Look through the listing underneath for "struct", and copy every line that has it.

-=-=-

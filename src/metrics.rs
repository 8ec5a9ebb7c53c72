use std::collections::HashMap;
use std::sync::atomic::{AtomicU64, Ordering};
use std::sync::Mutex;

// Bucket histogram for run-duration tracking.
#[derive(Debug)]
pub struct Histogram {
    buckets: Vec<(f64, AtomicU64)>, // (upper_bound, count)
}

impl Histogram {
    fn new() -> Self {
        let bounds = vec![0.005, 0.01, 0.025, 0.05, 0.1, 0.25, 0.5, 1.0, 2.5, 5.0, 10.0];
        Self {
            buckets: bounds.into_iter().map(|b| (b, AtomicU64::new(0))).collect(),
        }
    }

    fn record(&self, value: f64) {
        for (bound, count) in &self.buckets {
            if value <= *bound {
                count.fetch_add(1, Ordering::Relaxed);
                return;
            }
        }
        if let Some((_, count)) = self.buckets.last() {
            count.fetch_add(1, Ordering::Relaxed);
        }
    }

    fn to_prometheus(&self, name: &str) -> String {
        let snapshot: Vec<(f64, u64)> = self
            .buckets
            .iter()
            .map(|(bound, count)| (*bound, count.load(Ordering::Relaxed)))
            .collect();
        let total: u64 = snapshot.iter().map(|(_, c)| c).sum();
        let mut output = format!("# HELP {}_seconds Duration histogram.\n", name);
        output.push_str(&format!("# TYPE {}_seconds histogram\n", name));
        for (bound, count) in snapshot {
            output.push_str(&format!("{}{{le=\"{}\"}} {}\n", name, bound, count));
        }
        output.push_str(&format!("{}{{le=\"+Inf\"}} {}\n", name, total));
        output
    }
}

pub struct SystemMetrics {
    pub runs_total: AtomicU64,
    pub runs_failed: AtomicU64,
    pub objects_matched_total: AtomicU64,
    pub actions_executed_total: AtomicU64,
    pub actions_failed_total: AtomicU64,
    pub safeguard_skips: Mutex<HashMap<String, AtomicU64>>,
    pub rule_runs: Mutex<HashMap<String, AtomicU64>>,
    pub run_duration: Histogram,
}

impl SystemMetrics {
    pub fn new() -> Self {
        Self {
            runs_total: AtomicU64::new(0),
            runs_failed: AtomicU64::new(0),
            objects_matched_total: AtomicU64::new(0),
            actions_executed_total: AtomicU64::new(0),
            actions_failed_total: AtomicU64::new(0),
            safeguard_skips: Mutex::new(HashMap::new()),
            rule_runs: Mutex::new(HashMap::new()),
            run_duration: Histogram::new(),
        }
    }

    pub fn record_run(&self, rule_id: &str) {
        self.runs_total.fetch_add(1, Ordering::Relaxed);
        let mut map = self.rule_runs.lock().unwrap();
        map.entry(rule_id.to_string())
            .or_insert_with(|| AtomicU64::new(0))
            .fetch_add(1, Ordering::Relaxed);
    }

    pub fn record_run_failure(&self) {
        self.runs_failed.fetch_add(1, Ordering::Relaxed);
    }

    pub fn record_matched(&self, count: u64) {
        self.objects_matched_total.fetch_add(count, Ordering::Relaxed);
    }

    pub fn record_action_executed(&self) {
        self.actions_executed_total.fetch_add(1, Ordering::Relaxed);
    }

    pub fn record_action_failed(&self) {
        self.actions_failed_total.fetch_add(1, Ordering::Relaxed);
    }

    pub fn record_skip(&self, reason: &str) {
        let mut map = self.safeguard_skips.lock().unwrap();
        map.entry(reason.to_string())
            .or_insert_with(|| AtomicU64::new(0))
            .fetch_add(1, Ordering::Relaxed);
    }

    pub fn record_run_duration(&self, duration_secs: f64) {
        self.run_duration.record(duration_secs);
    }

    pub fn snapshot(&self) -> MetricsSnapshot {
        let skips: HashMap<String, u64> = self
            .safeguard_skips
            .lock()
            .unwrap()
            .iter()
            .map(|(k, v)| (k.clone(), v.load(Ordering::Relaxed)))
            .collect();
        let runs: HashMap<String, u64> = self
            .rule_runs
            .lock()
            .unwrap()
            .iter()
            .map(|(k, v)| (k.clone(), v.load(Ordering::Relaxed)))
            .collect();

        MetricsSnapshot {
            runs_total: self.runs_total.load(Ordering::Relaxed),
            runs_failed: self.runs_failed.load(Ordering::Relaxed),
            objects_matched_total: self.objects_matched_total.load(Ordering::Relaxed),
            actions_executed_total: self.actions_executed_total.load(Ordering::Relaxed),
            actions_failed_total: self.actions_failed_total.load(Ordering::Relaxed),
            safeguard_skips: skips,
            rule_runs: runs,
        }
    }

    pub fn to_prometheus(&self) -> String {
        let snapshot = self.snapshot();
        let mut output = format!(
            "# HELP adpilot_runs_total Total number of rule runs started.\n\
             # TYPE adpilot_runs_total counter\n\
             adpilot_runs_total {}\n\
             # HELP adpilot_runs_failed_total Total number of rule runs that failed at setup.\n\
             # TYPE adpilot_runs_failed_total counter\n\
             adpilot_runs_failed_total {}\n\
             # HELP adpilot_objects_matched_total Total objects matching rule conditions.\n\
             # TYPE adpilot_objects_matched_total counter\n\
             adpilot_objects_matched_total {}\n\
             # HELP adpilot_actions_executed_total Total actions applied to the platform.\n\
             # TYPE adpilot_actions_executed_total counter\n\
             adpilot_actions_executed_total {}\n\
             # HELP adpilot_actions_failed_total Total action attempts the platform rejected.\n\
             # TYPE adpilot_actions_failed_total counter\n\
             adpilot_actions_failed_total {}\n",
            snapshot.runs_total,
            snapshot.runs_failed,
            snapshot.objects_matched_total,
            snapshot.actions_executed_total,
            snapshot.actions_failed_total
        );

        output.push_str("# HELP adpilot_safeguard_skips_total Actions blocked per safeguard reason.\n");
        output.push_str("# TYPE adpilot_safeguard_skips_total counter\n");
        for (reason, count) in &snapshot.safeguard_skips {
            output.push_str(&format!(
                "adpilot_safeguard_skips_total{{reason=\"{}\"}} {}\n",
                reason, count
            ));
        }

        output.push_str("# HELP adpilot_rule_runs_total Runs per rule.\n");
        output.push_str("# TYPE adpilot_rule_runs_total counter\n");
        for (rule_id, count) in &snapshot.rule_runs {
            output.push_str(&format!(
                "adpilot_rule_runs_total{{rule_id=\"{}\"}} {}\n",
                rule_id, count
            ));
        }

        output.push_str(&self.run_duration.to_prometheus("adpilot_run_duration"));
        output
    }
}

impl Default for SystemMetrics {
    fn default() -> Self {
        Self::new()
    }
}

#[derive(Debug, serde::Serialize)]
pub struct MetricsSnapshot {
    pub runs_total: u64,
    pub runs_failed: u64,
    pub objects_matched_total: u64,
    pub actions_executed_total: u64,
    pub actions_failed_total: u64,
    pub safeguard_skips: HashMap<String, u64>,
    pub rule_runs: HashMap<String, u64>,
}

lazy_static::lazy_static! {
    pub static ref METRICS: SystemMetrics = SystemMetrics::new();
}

-=-=-

SOLUTION TO THE PROBLEM -
pub struct Histogram {
pub struct SystemMetrics {
pub struct MetricsSnapshot {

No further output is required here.